Cherries and Gout Flares

Cherries are the one food with direct evidence of reducing gout attacks. A study published in Arthritis & Rheumatology found that eating cherries over a two-day period was associated with a 35% lower risk of a gout flare compared to not eating them. The benefit appeared to plateau at about three servings over two days (one serving is roughly 10 to 12 cherries, or half a cup). Eating more than that didn’t provide additional protection.

Both sweet and tart cherries showed benefit, and tart cherry juice concentrate is a popular alternative for people who don’t want to eat fresh cherries daily. The likely mechanism involves natural anti-inflammatory compounds in cherries, though a mild uric acid-lowering effect may also play a role.

Hydration Makes a Real Difference

Your kidneys are responsible for flushing out about two-thirds of the uric acid your body produces, and they work better when you’re well hydrated. Clinical guidelines for gout and high uric acid recommend drinking 2,000 to 3,000 mL of water per day (roughly 8 to 12 cups), spread consistently throughout the day rather than consumed all at once.

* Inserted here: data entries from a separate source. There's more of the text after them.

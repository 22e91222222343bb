use axum::http::StatusCode;
use axum::response::{IntoResponse, Response};
use axum::Json;
use serde::Serialize;

use crate::session::error::SessionError;
use crate::session::registry::RegistryError;

#[derive(Debug, Serialize)]
struct ErrorResponse {
    status: u16,
    detail: String,
}

#[derive(Debug)]
pub(crate) enum ApiError {
    BadRequest(String),
    NotFound(String),
    Conflict(String),
    TooManyRequests(String),
    /// A collaborator service answered badly or not at all.
    BadGateway(String),
    ServiceUnavailable(String),
}

impl ApiError {
    fn status(&self) -> StatusCode {
        match self {
            ApiError::BadRequest(_) => StatusCode::BAD_REQUEST,
            ApiError::NotFound(_) => StatusCode::NOT_FOUND,
            ApiError::Conflict(_) => StatusCode::CONFLICT,
            ApiError::TooManyRequests(_) => StatusCode::TOO_MANY_REQUESTS,
            ApiError::BadGateway(_) => StatusCode::BAD_GATEWAY,
            ApiError::ServiceUnavailable(_) => StatusCode::SERVICE_UNAVAILABLE,
        }
    }
}

impl From<SessionError> for ApiError {
    fn from(err: SessionError) -> Self {
        match err {
            SessionError::InvalidIdentifier(_) => ApiError::BadRequest(err.to_string()),
            SessionError::AlreadyStarted
            | SessionError::NotReady
            | SessionError::NotAcceptingAnswers(_)
            | SessionError::TimeExpired
            | SessionError::Abandoned => ApiError::Conflict(err.to_string()),
            SessionError::Submit(failure) => ApiError::BadGateway(failure.to_string()),
        }
    }
}

impl From<RegistryError> for ApiError {
    fn from(err: RegistryError) -> Self {
        ApiError::TooManyRequests(err.to_string())
    }
}

impl IntoResponse for ApiError {
    fn into_response(self) -> Response {
        let status = self.status();
        let detail = match self {
            ApiError::BadGateway(message) => {
                tracing::warn!(error = %message, "Upstream service failed");
                message
            }
            ApiError::ServiceUnavailable(message) => {
                tracing::error!(error = %message, "Service unavailable");
                message
            }
            ApiError::BadRequest(message)
            | ApiError::NotFound(message)
            | ApiError::Conflict(message)
            | ApiError::TooManyRequests(message) => message,
        };

        (status, Json(ErrorResponse { status: status.as_u16(), detail })).into_response()
    }
}
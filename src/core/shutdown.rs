use tokio::signal;

/// Resolves on Ctrl+C or SIGTERM. Open sessions are abandoned by the caller
/// once the server has drained.
pub(crate) async fn shutdown_signal() {
    let ctrl_c = async {
        match signal::ctrl_c().await {
            Ok(()) => "ctrl_c",
            Err(err) => {
                tracing::error!(error = %err, "Failed to install Ctrl+C handler");
                std::future::pending().await
            }
        }
    };

    #[cfg(unix)]
    let terminate = async {
        match signal::unix::signal(signal::unix::SignalKind::terminate()) {
            Ok(mut stream) => {
                stream.recv().await;
                "sigterm"
            }
            Err(err) => {
                tracing::error!(error = %err, "Failed to install SIGTERM handler");
                std::future::pending().await
            }
        }
    };

    #[cfg(not(unix))]
    let terminate = std::future::pending::<&'static str>();

    let signal = tokio::select! {
        name = ctrl_c => name,
        name = terminate => name,
    };

    tracing::info!(signal, "Shutdown signal received; draining requests");
}
use std::collections::HashMap;

use serde::{Deserialize, Serialize};

use crate::schemas::exam::Question;

/// Current answer text per question id.
#[derive(Debug, Clone, Default, PartialEq, Eq, Serialize, Deserialize)]
#[serde(transparent)]
pub(crate) struct AnswerMap(HashMap<String, String>);

impl AnswerMap {
    /// Overwrites any earlier answer and returns it. Ids are not checked
    /// against the exam.
    pub(crate) fn record(&mut self, question_id: &str, text: String) -> Option<String> {
        self.0.insert(question_id.to_string(), text)
    }

    pub(crate) fn get(&self, question_id: &str) -> Option<&str> {
        self.0.get(question_id).map(String::as_str)
    }

    pub(crate) fn len(&self) -> usize {
        self.0.len()
    }

    pub(crate) fn is_answered(&self, question_id: &str) -> bool {
        self.get(question_id).is_some_and(|text| !text.is_empty())
    }

    /// Questions of the exam with a present, non-empty answer. Entries for
    /// unknown ids do not count.
    pub(crate) fn answered_count(&self, questions: &[Question]) -> usize {
        questions.iter().filter(|question| self.is_answered(&question.id)).count()
    }
}

#[cfg(test)]
mod tests {
    use super::*;
    use crate::schemas::exam::QuestionKind;

    fn question(id: &str) -> Question {
        Question { id: id.to_string(), text: String::new(), kind: QuestionKind::FreeText, marks: 1 }
    }

    #[test]
    fn recording_twice_keeps_latest_value() {
        let mut answers = AnswerMap::default();
        assert_eq!(answers.record("q3", "first".to_string()), None);
        assert_eq!(answers.record("q3", "second".to_string()), Some("first".to_string()));

        assert_eq!(answers.len(), 1);
        assert_eq!(answers.get("q3"), Some("second"));
    }

    #[test]
    fn answered_count_ignores_empty_and_unknown_entries() {
        let questions = vec![question("q1"), question("q2"), question("q3")];
        let mut answers = AnswerMap::default();
        answers.record("q1", "yes".to_string());
        answers.record("q2", String::new());
        answers.record("ghost", "boo".to_string());

        assert_eq!(answers.len(), 3);
        assert_eq!(answers.answered_count(&questions), 1);
    }
}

Water is the best choice. Unsweetened coffee and tea also count. Avoid making up your fluid intake with fruit juice or sweetened beverages, since the fructose works against you.

A Note on Vitamin C

Vitamin C has a complicated reputation in gout management. A randomized trial found that 500 mg per day of supplemental vitamin C reduced uric acid levels over two months, and higher doses have shown larger effects in short-term studies. However, the American College of Rheumatology’s 2020 guidelines actually recommend against adding vitamin C supplements for gout management, likely because the uric acid reductions are modest and the evidence for preventing actual flares (as opposed to just lowering lab numbers) is not strong enough to make a formal recommendation. Getting vitamin C from food, through fruits and vegetables, remains a good idea for overall health but shouldn’t be relied on as a gout treatment strategy.

Putting It All Together

A practical gout-friendly plate looks like this: a moderate portion of chicken, turkey, or salmon alongside generous servings of vegetables, a whole grain like brown rice or whole wheat bread, and a glass of water or coffee. Add low-fat yogurt or cheese for extra protein and the uric acid-lowering benefits of dairy. Snack on nuts, cherries, or other fresh fruit. Skip the soda, go easy on (or skip) the beer, and save the shellfish and organ meats for rare occasions if at all.

The foods that matter most to avoid are concentrated in a short list: organ meats, high-purine seafood, sugar-sweetened drinks, and excessive alcohol, especially beer. Everything else is largely open to you, which makes the gout diet far less restrictive than most people expect when they’re first diagnosed.